● **EXERCISE REQUIREMENTS**:
Copy all lines containing the string "AiApi" from the records below.

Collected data
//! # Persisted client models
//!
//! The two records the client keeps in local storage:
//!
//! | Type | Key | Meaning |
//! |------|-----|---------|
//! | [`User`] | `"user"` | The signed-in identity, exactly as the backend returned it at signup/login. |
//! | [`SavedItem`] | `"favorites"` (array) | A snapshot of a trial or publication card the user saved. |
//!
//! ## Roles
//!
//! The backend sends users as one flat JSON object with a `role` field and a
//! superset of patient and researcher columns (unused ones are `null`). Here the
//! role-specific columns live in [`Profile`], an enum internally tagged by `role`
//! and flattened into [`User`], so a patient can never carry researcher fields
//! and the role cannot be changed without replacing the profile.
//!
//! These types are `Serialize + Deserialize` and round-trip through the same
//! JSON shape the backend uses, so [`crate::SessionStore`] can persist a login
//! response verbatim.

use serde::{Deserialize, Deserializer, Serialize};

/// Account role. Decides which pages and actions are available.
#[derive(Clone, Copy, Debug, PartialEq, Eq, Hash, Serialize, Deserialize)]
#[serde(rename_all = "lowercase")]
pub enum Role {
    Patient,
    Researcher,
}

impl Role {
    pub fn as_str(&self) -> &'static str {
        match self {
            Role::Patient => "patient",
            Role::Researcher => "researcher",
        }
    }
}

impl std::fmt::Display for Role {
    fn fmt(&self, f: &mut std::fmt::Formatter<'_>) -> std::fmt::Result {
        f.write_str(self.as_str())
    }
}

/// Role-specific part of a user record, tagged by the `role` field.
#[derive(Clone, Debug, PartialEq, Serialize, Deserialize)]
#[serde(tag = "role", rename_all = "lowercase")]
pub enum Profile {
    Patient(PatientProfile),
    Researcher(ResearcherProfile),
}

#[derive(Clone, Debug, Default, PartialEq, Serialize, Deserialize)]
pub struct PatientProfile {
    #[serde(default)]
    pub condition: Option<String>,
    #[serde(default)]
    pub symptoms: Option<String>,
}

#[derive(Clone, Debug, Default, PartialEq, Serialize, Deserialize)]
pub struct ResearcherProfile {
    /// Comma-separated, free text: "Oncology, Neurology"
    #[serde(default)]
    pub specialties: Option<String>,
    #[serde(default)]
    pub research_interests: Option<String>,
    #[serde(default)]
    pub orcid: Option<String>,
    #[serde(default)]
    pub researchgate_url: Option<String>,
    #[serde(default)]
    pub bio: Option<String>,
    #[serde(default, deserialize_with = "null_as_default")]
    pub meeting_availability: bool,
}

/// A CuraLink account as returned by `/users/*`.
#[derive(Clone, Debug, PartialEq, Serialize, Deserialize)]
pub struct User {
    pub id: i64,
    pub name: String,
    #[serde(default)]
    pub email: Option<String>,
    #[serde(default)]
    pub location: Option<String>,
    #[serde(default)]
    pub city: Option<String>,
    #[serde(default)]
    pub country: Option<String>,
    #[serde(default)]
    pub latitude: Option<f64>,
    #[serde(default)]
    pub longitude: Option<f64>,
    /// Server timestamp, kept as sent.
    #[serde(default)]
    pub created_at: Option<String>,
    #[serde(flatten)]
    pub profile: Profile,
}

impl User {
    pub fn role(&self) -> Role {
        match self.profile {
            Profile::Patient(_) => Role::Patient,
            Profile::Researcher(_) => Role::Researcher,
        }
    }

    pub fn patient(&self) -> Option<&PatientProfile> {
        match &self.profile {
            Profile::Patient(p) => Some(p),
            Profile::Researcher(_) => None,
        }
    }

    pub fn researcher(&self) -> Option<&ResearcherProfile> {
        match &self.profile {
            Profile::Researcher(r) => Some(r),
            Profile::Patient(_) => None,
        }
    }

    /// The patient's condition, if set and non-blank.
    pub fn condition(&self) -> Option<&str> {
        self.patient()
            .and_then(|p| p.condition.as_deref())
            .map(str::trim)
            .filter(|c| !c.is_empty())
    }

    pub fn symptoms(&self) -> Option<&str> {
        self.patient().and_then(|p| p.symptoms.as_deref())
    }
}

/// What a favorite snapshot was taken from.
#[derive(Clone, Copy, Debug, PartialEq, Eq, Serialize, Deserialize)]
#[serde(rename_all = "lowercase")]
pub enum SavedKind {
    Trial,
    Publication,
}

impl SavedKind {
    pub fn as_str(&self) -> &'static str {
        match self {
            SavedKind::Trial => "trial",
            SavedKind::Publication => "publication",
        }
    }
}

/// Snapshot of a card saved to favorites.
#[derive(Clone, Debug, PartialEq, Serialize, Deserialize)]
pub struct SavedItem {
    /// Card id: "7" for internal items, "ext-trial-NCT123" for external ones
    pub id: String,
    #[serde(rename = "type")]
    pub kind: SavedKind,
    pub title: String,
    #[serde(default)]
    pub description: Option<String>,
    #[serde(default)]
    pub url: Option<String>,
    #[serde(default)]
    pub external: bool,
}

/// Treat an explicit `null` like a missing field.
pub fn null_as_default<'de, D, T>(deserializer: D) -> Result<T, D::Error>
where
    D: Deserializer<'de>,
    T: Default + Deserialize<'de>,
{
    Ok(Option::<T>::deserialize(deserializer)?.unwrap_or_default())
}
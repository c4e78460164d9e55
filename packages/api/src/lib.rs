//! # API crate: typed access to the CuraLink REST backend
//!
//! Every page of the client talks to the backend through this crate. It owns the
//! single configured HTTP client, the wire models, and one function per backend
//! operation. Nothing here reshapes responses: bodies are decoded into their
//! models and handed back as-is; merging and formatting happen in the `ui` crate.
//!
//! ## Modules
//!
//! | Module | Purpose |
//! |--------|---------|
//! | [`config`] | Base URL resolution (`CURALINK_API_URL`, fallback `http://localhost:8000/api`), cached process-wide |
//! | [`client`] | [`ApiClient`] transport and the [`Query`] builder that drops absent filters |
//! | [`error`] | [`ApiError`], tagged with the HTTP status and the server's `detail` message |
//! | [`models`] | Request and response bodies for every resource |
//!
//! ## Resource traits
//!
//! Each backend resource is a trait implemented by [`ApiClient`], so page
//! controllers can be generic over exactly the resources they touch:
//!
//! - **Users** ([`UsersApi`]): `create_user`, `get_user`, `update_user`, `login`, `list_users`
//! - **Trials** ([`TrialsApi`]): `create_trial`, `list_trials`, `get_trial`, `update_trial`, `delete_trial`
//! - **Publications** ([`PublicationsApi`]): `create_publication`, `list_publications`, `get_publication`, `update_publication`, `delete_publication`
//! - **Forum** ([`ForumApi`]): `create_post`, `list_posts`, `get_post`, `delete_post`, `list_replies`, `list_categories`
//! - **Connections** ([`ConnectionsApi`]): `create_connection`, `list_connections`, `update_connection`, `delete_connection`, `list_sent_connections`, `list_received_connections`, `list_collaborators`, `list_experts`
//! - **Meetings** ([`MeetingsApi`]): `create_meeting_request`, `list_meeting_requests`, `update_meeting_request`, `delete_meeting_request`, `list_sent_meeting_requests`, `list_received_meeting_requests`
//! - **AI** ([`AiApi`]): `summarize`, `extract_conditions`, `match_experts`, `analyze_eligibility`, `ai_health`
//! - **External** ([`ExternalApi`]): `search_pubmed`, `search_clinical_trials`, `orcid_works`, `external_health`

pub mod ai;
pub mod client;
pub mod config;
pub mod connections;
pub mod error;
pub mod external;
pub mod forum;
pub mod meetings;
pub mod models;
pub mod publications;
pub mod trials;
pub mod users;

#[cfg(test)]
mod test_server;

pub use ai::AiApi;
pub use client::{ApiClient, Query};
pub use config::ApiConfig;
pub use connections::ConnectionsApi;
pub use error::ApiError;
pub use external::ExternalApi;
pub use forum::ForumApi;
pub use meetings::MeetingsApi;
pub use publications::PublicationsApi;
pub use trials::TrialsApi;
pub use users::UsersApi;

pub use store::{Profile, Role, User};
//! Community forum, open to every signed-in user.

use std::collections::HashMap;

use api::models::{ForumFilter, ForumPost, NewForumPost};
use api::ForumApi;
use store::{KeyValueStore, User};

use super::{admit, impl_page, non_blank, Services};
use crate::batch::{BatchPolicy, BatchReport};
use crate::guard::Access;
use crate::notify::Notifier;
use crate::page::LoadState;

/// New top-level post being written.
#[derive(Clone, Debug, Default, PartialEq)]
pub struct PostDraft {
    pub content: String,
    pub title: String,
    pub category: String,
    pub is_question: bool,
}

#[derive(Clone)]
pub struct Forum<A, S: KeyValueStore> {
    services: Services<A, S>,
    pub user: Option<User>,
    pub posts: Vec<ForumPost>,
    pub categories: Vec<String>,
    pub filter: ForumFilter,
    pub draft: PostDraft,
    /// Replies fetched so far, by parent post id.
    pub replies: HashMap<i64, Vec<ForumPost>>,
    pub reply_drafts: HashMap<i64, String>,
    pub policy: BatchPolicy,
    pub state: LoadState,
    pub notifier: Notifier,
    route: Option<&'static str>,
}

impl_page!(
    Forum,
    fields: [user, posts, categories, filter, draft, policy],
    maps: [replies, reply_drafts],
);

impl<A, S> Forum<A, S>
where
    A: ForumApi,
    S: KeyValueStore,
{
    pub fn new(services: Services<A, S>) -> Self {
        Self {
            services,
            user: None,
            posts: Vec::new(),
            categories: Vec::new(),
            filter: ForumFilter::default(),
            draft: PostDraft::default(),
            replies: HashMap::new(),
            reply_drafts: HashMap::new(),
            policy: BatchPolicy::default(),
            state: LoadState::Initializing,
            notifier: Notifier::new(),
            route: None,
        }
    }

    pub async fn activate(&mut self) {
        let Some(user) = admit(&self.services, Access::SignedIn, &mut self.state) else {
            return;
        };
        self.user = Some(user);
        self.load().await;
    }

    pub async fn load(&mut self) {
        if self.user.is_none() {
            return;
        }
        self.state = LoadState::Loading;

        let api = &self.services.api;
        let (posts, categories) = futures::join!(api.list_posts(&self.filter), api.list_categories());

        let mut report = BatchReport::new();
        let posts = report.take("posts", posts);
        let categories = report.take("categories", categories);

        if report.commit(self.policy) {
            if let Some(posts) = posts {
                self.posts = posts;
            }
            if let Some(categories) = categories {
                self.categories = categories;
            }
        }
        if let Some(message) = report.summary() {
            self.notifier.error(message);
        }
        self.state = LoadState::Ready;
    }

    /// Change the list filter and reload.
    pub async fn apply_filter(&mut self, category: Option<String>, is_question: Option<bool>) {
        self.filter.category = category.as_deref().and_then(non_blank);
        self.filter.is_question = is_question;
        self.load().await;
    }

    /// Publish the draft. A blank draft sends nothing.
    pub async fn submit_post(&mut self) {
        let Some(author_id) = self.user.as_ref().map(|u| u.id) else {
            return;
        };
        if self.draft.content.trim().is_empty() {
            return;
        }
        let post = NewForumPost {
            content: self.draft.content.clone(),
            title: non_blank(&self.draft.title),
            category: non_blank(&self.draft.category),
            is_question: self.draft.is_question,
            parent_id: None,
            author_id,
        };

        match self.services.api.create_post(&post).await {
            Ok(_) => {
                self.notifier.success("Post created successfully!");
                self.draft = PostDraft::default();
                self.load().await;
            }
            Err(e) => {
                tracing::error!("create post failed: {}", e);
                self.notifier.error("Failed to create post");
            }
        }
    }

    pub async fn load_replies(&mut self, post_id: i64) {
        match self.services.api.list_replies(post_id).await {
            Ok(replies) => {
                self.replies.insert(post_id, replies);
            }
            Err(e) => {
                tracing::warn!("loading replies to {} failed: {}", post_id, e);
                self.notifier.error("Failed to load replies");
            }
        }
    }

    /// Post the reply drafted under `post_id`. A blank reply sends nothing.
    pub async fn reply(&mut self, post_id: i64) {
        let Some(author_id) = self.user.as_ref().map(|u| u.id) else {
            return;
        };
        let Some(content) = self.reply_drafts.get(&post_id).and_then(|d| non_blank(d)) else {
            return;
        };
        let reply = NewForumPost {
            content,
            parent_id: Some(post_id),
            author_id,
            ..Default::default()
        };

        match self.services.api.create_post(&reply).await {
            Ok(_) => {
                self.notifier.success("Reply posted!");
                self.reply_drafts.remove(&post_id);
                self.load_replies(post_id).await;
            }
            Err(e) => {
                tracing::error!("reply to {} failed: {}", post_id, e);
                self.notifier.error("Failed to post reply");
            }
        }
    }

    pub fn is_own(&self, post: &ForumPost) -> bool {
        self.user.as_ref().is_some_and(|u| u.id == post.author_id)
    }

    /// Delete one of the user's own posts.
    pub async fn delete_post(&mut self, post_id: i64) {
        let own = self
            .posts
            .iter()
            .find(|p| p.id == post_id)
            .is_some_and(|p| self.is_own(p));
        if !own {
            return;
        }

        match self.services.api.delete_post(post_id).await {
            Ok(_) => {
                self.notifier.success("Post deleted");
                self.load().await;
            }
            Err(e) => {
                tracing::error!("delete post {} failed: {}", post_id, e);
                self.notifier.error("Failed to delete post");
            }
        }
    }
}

● **FINISHED EXERCISE**:
//! - **AI** ([`AiApi`]): `summarize`, `extract_conditions`, `match_experts`, `analyze_eligibility`, `ai_health`
pub use ai::AiApi;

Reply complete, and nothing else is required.